Work request |
Please give the data again in full, exactly as provided.
Records supplied Block Start
//! # catalog-ingest CLI
//!
//! The `catalog-ingest` binary loads a flat-text product catalog into
//! SQLite.
//!
//! ## Usage
//!
//! ```bash
//! catalog-ingest --config ./config/catalog.toml <command>
//! ```
//!
//! ## Commands
//!
//! | Command | Description |
//! |---------|-------------|
//! | `catalog-ingest init` | Create the SQLite database and schema |
//! | `catalog-ingest load <FILE>` | Load a corpus file |
//! | `catalog-ingest stats` | Print row counts and database size |
//!
//! ## Examples
//!
//! ```bash
//! # Initialize the database
//! catalog-ingest init
//!
//! # Load with eight workers and sixteen partitions
//! catalog-ingest load amazon-meta.txt --workers 8 --partitions 16
//!
//! # Show the partition plan without writing anything
//! catalog-ingest load amazon-meta.txt --dry-run
//! ```

use clap::{Parser, Subcommand};
use std::path::PathBuf;
use tracing_subscriber::EnvFilter;

use catalog_ingest::config;
use catalog_ingest::ingest::{self, LoadOptions};
use catalog_ingest::migrate;
use catalog_ingest::progress::ProgressMode;
use catalog_ingest::stats;

/// Bulk loader for a flat-text product catalog.
///
/// All commands accept a `--config` flag pointing to a TOML configuration
/// file. See `config/catalog.example.toml` for a full example.
#[derive(Parser)]
#[command(
    name = "catalog-ingest",
    about = "Bulk loader for a flat-text product catalog",
    version
)]
struct Cli {
    /// Path to configuration file (TOML).
    ///
    /// Defaults to `./config/catalog.toml`. Built-in defaults are used when
    /// the file does not exist.
    #[arg(long, global = true, default_value = "./config/catalog.toml")]
    config: PathBuf,

    /// Log at debug level (overridden by `RUST_LOG`).
    #[arg(short, long, global = true)]
    verbose: bool,

    #[command(subcommand)]
    command: Commands,
}

/// Top-level CLI commands.
#[derive(Subcommand)]
enum Commands {
    /// Initialize the database schema.
    ///
    /// Creates the SQLite database file and all tables (products,
    /// categories, product_categories, similar_products, reviews).
    /// Running it more than once is safe.
    Init,

    /// Load a corpus file.
    ///
    /// Splits the file into block-aligned partitions, upserts every
    /// product, then loads categories, reviews and similar-product links.
    /// Re-running over the same file leaves the database unchanged.
    Load {
        /// Corpus file to load.
        input: PathBuf,

        /// Worker pool size. Defaults to `[ingest].workers`.
        #[arg(long)]
        workers: Option<usize>,

        /// Number of partitions. Defaults to `[ingest].partitions`, then the worker count.
        #[arg(long)]
        partitions: Option<usize>,

        /// Rows per batch write. Defaults to `[ingest].batch_size`.
        #[arg(long)]
        batch_size: Option<usize>,

        /// Dry run: print the partition plan and record counts without writing.
        #[arg(long)]
        dry_run: bool,

        /// Progress on stderr: `auto`, `human`, `json`, or `off`.
        #[arg(long, default_value = "auto")]
        progress: String,
    },

    /// Show row counts per table and database size.
    Stats,
}

fn init_tracing(verbose: bool) {
    let default = if verbose {
        "catalog_ingest=debug"
    } else {
        "catalog_ingest=info"
    };
    tracing_subscriber::fmt()
        .with_env_filter(
            EnvFilter::try_from_default_env().unwrap_or_else(|_| EnvFilter::new(default)),
        )
        .with_writer(std::io::stderr)
        .init();
}

#[tokio::main]
async fn main() -> anyhow::Result<()> {
    let cli = Cli::parse();
    init_tracing(cli.verbose);

    let cfg = config::load_config(&cli.config)?;

    match cli.command {
        Commands::Init => {
            migrate::run_migrations(&cfg).await?;
            println!("Database initialized successfully.");
        }
        Commands::Load {
            input,
            workers,
            partitions,
            batch_size,
            dry_run,
            progress,
        } => {
            let opts = LoadOptions {
                workers,
                partitions,
                batch_size,
                dry_run,
                progress: ProgressMode::parse(&progress)?,
            };
            ingest::run_load(&cfg, &input, opts).await?;
        }
        Commands::Stats => {
            stats::run_stats(&cfg).await?;
        }
    }

    Ok(())
}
Records supplied Block End
Solution below |
//! # catalog-ingest CLI
//!
//! The `catalog-ingest` binary loads a flat-text product catalog into
//! SQLite.
//!
//! ## Usage
//!
//! ```bash
//! catalog-ingest --config ./config/catalog.toml <command>
//! ```
//!
//! ## Commands
//!
//! | Command | Description |
//! |---------|-------------|
//! | `catalog-ingest init` | Create the SQLite database and schema |
//! | `catalog-ingest load <FILE>` | Load a corpus file |
//! | `catalog-ingest stats` | Print row counts and database size |
//!
//! ## Examples
//!
//! ```bash
//! # Initialize the database
//! catalog-ingest init
//!
//! # Load with eight workers and sixteen partitions
//! catalog-ingest load amazon-meta.txt --workers 8 --partitions 16
//!
//! # Show the partition plan without writing anything
//! catalog-ingest load amazon-meta.txt --dry-run
//! ```

use clap::{Parser, Subcommand};
use std::path::PathBuf;
use tracing_subscriber::EnvFilter;

use catalog_ingest::config;
use catalog_ingest::ingest::{self, LoadOptions};
use catalog_ingest::migrate;
use catalog_ingest::progress::ProgressMode;
use catalog_ingest::stats;

/// Bulk loader for a flat-text product catalog.
///
/// All commands accept a `--config` flag pointing to a TOML configuration
/// file. See `config/catalog.example.toml` for a full example.
#[derive(Parser)]
#[command(
    name = "catalog-ingest",
    about = "Bulk loader for a flat-text product catalog",
    version
)]
struct Cli {
    /// Path to configuration file (TOML).
    ///
    /// Defaults to `./config/catalog.toml`. Built-in defaults are used when
    /// the file does not exist.
    #[arg(long, global = true, default_value = "./config/catalog.toml")]
    config: PathBuf,

    /// Log at debug level (overridden by `RUST_LOG`).
    #[arg(short, long, global = true)]
    verbose: bool,

    #[command(subcommand)]
    command: Commands,
}

/// Top-level CLI commands.
#[derive(Subcommand)]
enum Commands {
    /// Initialize the database schema.
    ///
    /// Creates the SQLite database file and all tables (products,
    /// categories, product_categories, similar_products, reviews).
    /// Running it more than once is safe.
    Init,

    /// Load a corpus file.
    ///
    /// Splits the file into block-aligned partitions, upserts every
    /// product, then loads categories, reviews and similar-product links.
    /// Re-running over the same file leaves the database unchanged.
    Load {
        /// Corpus file to load.
        input: PathBuf,

        /// Worker pool size. Defaults to `[ingest].workers`.
        #[arg(long)]
        workers: Option<usize>,

        /// Number of partitions. Defaults to `[ingest].partitions`, then the worker count.
        #[arg(long)]
        partitions: Option<usize>,

        /// Rows per batch write. Defaults to `[ingest].batch_size`.
        #[arg(long)]
        batch_size: Option<usize>,

        /// Dry run: print the partition plan and record counts without writing.
        #[arg(long)]
        dry_run: bool,

        /// Progress on stderr: `auto`, `human`, `json`, or `off`.
        #[arg(long, default_value = "auto")]
        progress: String,
    },

    /// Show row counts per table and database size.
    Stats,
}

fn init_tracing(verbose: bool) {
    let default = if verbose {
        "catalog_ingest=debug"
    } else {
        "catalog_ingest=info"
    };
    tracing_subscriber::fmt()
        .with_env_filter(
            EnvFilter::try_from_default_env().unwrap_or_else(|_| EnvFilter::new(default)),
        )
        .with_writer(std::io::stderr)
        .init();
}

#[tokio::main]
async fn main() -> anyhow::Result<()> {
    let cli = Cli::parse();
    init_tracing(cli.verbose);

    let cfg = config::load_config(&cli.config)?;

    match cli.command {
        Commands::Init => {
            migrate::run_migrations(&cfg).await?;
            println!("Database initialized successfully.");
        }
        Commands::Load {
            input,
            workers,
            partitions,
            batch_size,
            dry_run,
            progress,
        } => {
            let opts = LoadOptions {
                workers,
                partitions,
                batch_size,
                dry_run,
                progress: ProgressMode::parse(&progress)?,
            };
            ingest::run_load(&cfg, &input, opts).await?;
        }
        Commands::Stats => {
            stats::run_stats(&cfg).await?;
        }
    }

    Ok(())
}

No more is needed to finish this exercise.